Starting at the line that contains "Some(best) if is_known_cost(old_ref)" and ending at the line that contains "lower id first.", the lines below are to be given again exactly, with nothing added.
*** Given data
//! Reward computation and online reference-cost tracking.
//!
//! Rewards follow the IPC quality score: a candidate that matches the best
//! known cost on a problem earns 1, worse plans earn proportionally less and
//! failures earn nothing. Solving a problem nobody has a reference for is
//! worth a flat bonus.

use std::cmp::Ordering;
use thiserror::Error;

use pt_types::{is_known_cost, CostMatrix};

/// Reward for solving a problem that has no reference cost yet.
pub const UNKNOWN_REFERENCE_BONUS: f64 = 2.0;

/// Raised when a (cost, reference) pair carries no usable signal.
#[derive(Error, Debug, Clone, Copy, PartialEq)]
#[error("no reward signal for cost {cost} against reference {reference}")]
pub struct NoRewardSignal {
    pub cost: f64,
    pub reference: f64,
}

/// Reward of a single run. Negative references (the `-1` sentinel) are
/// unknown; negative costs are failed runs.
pub fn reward(cost: f64, reference: f64) -> Result<f64, NoRewardSignal> {
    if reference < 0.0 {
        if cost > 0.0 {
            return Ok(UNKNOWN_REFERENCE_BONUS);
        }
        return Err(NoRewardSignal { cost, reference });
    }
    if cost < 0.0 {
        Ok(0.0)
    } else if cost == 0.0 {
        // A plan never costs exactly zero.
        Err(NoRewardSignal { cost, reference })
    } else {
        Ok(reference / cost)
    }
}

/// Sum of rewards for one candidate's row of costs.
pub fn total_score(costs: impl IntoIterator<Item = f64>, references: &[f64]) -> f64 {
    costs
        .into_iter()
        .zip(references)
        .map(|(cost, &reference)| reward(cost, reference).unwrap_or(0.0))
        .sum()
}

/// One score per candidate.
pub fn total_scores(costs: &CostMatrix, references: &[f64]) -> Vec<f64> {
    (0..costs.candidates())
        .map(|candidate| total_score(costs.row(candidate), references))
        .collect()
}

/// Fold this generation's successful runs into the reference costs.
pub fn update_references(old: &[f64], costs: &CostMatrix) -> Vec<f64> {
    old.iter()
        .enumerate()
        .map(|(problem, &old_ref)| {
            let best_now = costs
                .column(problem)
                .filter(|&c| is_known_cost(c))
                .fold(None, |best: Option<f64>, c| {
                    Some(best.map_or(c, |b| b.min(c)))
                });
            match best_now {
                Some(best) if is_known_cost(old_ref) => old_ref.min(best),
                Some(best) => best,
                None => old_ref,
            }
        })
        .collect()
}

/// Candidate ids ordered by descending score; ties keep the lower id first.
pub fn rank(scores: &[f64]) -> Vec<usize> {
    let mut ids: Vec<usize> = (0..scores.len()).collect();
    ids.sort_by(|&a, &b| {
        scores[b]
            .partial_cmp(&scores[a])
            .unwrap_or(Ordering::Equal)
    });
    ids
}

#[cfg(test)]
mod tests {
    use super::*;

    #[test]
    fn reward_cases() {
        assert_eq!(reward(10.0, -1.0), Ok(2.0));
        assert!(reward(-1.0, -1.0).is_err());
        assert_eq!(reward(-1.0, 20.0), Ok(0.0));
        assert!(reward(0.0, 20.0).is_err());
        assert_eq!(reward(10.0, 20.0), Ok(2.0));
        assert_eq!(reward(20.0, 10.0), Ok(0.5));
    }

    #[test]
    fn scores_for_mixed_generation() {
        let costs = CostMatrix::from_raw(&[
            vec![5.0, 8.0],
            vec![10.0, -1.0],
            vec![-1.0, 3.0],
            vec![20.0, 2.0],
        ]);
        let scores = total_scores(&costs, &[10.0, -1.0]);

        assert_eq!(scores, vec![4.0, 1.0, 2.0, 2.5]);
        assert_eq!(rank(&scores), vec![0, 3, 2, 1]);
    }

    #[test]
    fn no_signal_contributes_nothing() {
        // Unknown reference and a failed run, plus a zero-cost run.
        let score = total_score(vec![-1.0, 0.0, 4.0], &[-1.0, 7.0, 4.0]);
        assert_eq!(score, 1.0);
    }

    #[test]
    fn references_take_best_success() {
        let costs = CostMatrix::from_raw(&[
            vec![12.0, -1.0, -1.0],
            vec![9.0, 30.0, -1.0],
            vec![15.0, 25.0, -1.0],
        ]);
        let refs = update_references(&[10.0, -1.0, 4.0], &costs);
        assert_eq!(refs, vec![9.0, 25.0, 4.0]);
    }

    #[test]
    fn references_never_increase() {
        let old = [10.0, 3.0, 50.0];
        let costs = CostMatrix::from_raw(&[vec![11.0, 4.0, 49.0], vec![-1.0, 100.0, 60.0]]);
        let new = update_references(&old, &costs);
        for (n, o) in new.iter().zip(&old) {
            assert!(n <= o, "{n} > {o}");
        }
        assert_eq!(new, vec![10.0, 3.0, 49.0]);
    }

    #[test]
    fn rank_is_stable_for_ties() {
        assert_eq!(rank(&[1.0, 3.0, 1.0, 3.0]), vec![1, 3, 0, 2]);
        assert!(rank(&[]).is_empty());
    }
}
******
Answer for this exercise:
                Some(best) if is_known_cost(old_ref) => old_ref.min(best),
                Some(best) => best,
                None => old_ref,
            }
        })
        .collect()
}

/// Candidate ids ordered by descending score; ties keep the lower id first.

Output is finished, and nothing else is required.